Among the entries below, find the lines holding "true" and copy them.

Collected data:
· · · · ·

// Browser tests: `wasm-pack test --headless --firefox`.
#![cfg(target_arch = "wasm32")]

use gloo_timers::future::TimeoutFuture;
use portfolio_fx::config::{
    CounterConfig, CursorConfig, HeaderConfig, MapConfig, NavConfig, ParticleConfig,
    RevealConfig, ScrollConfig, ThemeConfig,
};
use portfolio_fx::dom::Page;
use portfolio_fx::{
    counter, cursor, header, install_failure_sink, map, nav, particles, reveal, scroll, theme,
};
use wasm_bindgen::JsCast;
use wasm_bindgen_test::*;
use web_sys::{ErrorEvent, ErrorEventInit, HtmlCanvasElement, HtmlElement};

wasm_bindgen_test_configure!(run_in_browser);

fn add(page: &Page, tag: &str, id: &str) -> HtmlElement {
    let el: HtmlElement = page.document.create_element(tag).unwrap().dyn_into().unwrap();
    el.set_id(id);
    page.body().unwrap().append_child(&el).unwrap();
    el
}

/// A small box pinned to the top-left corner, so it is always on screen.
fn pinned(page: &Page, tag: &str, id: &str) -> HtmlElement {
    let el = add(page, tag, id);
    el.set_attribute("style", "position:fixed;top:0;left:0;width:80px;height:40px")
        .unwrap();
    el
}

#[wasm_bindgen_test]
fn missing_elements_are_skipped() {
    let page = Page::current().unwrap();
    let cfg = HeaderConfig { selector: "#no-such-header".into(), ..HeaderConfig::default() };
    assert!(!header::mount(&page, &cfg).unwrap());
}

#[wasm_bindgen_test]
fn theme_toggle_persists() {
    let page = Page::current().unwrap();
    let storage = page.local_storage().unwrap();
    storage.set_item("theme-web-test", "light").unwrap();
    let button = add(&page, "button", "theme-web-test-btn");
    let cfg = ThemeConfig {
        toggle_id: "theme-web-test-btn".into(),
        storage_key: "theme-web-test".into(),
        ..ThemeConfig::default()
    };
    assert!(theme::mount(&page, &cfg).unwrap());
    assert!(button.inner_html().contains("fa-sun"));
    button.click();
    assert!(button.inner_html().contains("fa-moon"));
    assert_eq!(storage.get_item("theme-web-test").unwrap().as_deref(), Some("dark"));
    button.click();
    assert_eq!(storage.get_item("theme-web-test").unwrap().as_deref(), Some("light"));
}

#[wasm_bindgen_test]
fn hamburger_opens_and_links_close() {
    let page = Page::current().unwrap();
    let burger = add(&page, "button", "burger-web-test");
    let panel = add(&page, "nav", "panel-web-test");
    let link = add(&page, "a", "link-web-test");
    link.class_list().add_1("web-test-link").unwrap();
    let cfg = NavConfig {
        hamburger_id: "burger-web-test".into(),
        panel_id: "panel-web-test".into(),
        link_selector: ".web-test-link".into(),
        ..NavConfig::default()
    };
    assert!(nav::mount(&page, &cfg).unwrap());
    burger.click();
    assert!(burger.class_list().contains("active"));
    assert!(panel.class_list().contains("active"));
    link.click();
    assert!(!burger.class_list().contains("active"));
    assert!(!panel.class_list().contains("active"));
}

#[wasm_bindgen_test]
fn unknown_hash_link_does_not_scroll() {
    let page = Page::current().unwrap();
    let link = add(&page, "a", "anchor-web-test");
    link.set_attribute("href", "#missing-web-test").unwrap();
    link.class_list().add_1("web-test-anchor").unwrap();
    let cfg = ScrollConfig {
        anchor_selector: ".web-test-anchor".into(),
        ..ScrollConfig::default()
    };
    assert!(scroll::mount(&page, &cfg).unwrap());
    let before = page.scroll_y();
    link.click();
    assert_eq!(page.scroll_y(), before);
}

#[wasm_bindgen_test]
fn document_top_ignores_positioned_parent() {
    let page = Page::current().unwrap();
    let outer = add(&page, "div", "outer-web-test");
    outer
        .set_attribute("style", "position:absolute;top:300px;left:0;padding-top:40px")
        .unwrap();
    let inner: HtmlElement = page.document.create_element("div").unwrap().dyn_into().unwrap();
    inner.set_attribute("style", "height:10px").unwrap();
    outer.append_child(&inner).unwrap();
    assert_eq!(inner.offset_top(), 40);
    let top = scroll::document_top(&page, &inner);
    assert!((top - 340.0).abs() < 1.0, "document top {top}");
}

#[wasm_bindgen_test]
fn map_without_leaflet_is_skipped() {
    let page = Page::current().unwrap();
    add(&page, "div", "map-web-test");
    let cfg = MapConfig { container_id: "map-web-test".into(), ..MapConfig::default() };
    assert!(!map::mount(&page, &cfg).unwrap());
}

#[wasm_bindgen_test]
async fn reveal_marks_on_screen_element() {
    let page = Page::current().unwrap();
    let el = pinned(&page, "div", "reveal-web-test");
    el.class_list().add_1("reveal-web-test").unwrap();
    let cfg = RevealConfig {
        selectors: vec![".reveal-web-test".into()],
        ..RevealConfig::default()
    };
    assert!(reveal::mount(&page, &cfg).unwrap());
    TimeoutFuture::new(300).await;
    assert!(el.class_list().contains("visible"));
}

#[wasm_bindgen_test]
async fn counter_counts_up_to_target() {
    let page = Page::current().unwrap();
    let el = pinned(&page, "span", "counter-web-test");
    el.class_list().add_1("counter-web-test").unwrap();
    el.set_attribute("data-target", "42").unwrap();
    el.set_text_content(Some("0"));
    let cfg = CounterConfig {
        selector: ".counter-web-test".into(),
        duration_ms: 160,
        frame_ms: 16,
        ..CounterConfig::default()
    };
    assert!(counter::mount(&page, &cfg).unwrap());
    TimeoutFuture::new(800).await;
    assert_eq!(el.text_content().as_deref(), Some("42"));
}

#[wasm_bindgen_test]
fn particle_canvas_fills_viewport() {
    let page = Page::current().unwrap();
    let canvas: HtmlCanvasElement = add(&page, "canvas", "particles-web-test").unchecked_into();
    let cfg = ParticleConfig {
        canvas_id: "particles-web-test".into(),
        ..ParticleConfig::default()
    };
    assert!(particles::mount(&page, &cfg).unwrap());
    let (w, h) = page.viewport();
    assert_eq!(canvas.width(), w as u32);
    assert_eq!(canvas.height(), h as u32);
}

#[wasm_bindgen_test]
fn cursor_needs_opt_in() {
    let page = Page::current().unwrap();
    add(&page, "div", "cursor-web-test")
        .class_list()
        .add_1("cursor-web-test")
        .unwrap();
    let cfg = CursorConfig { selector: ".cursor-web-test".into(), ..CursorConfig::default() };
    assert!(!cursor::mount(&page, &cfg).unwrap());
    let cfg = CursorConfig { enabled: true, ..cfg };
    assert!(cursor::mount(&page, &cfg).unwrap());
}

#[wasm_bindgen_test]
fn failure_sink_cancels_error_events() {
    let page = Page::current().unwrap();
    let target = page.document.create_element("div").unwrap();
    install_failure_sink(&target).unwrap();
    let init = ErrorEventInit::new();
    init.set_cancelable(true);
    init.set_message("boom");
    let evt = ErrorEvent::new_with_event_init_dict("error", &init).unwrap();
    assert!(!target.dispatch_event(&evt).unwrap());
    assert!(evt.default_prevented());
}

· · · · ·

• _Exercise response_
    let cfg = CursorConfig { enabled: true, ..cfg };
    init.set_cancelable(true);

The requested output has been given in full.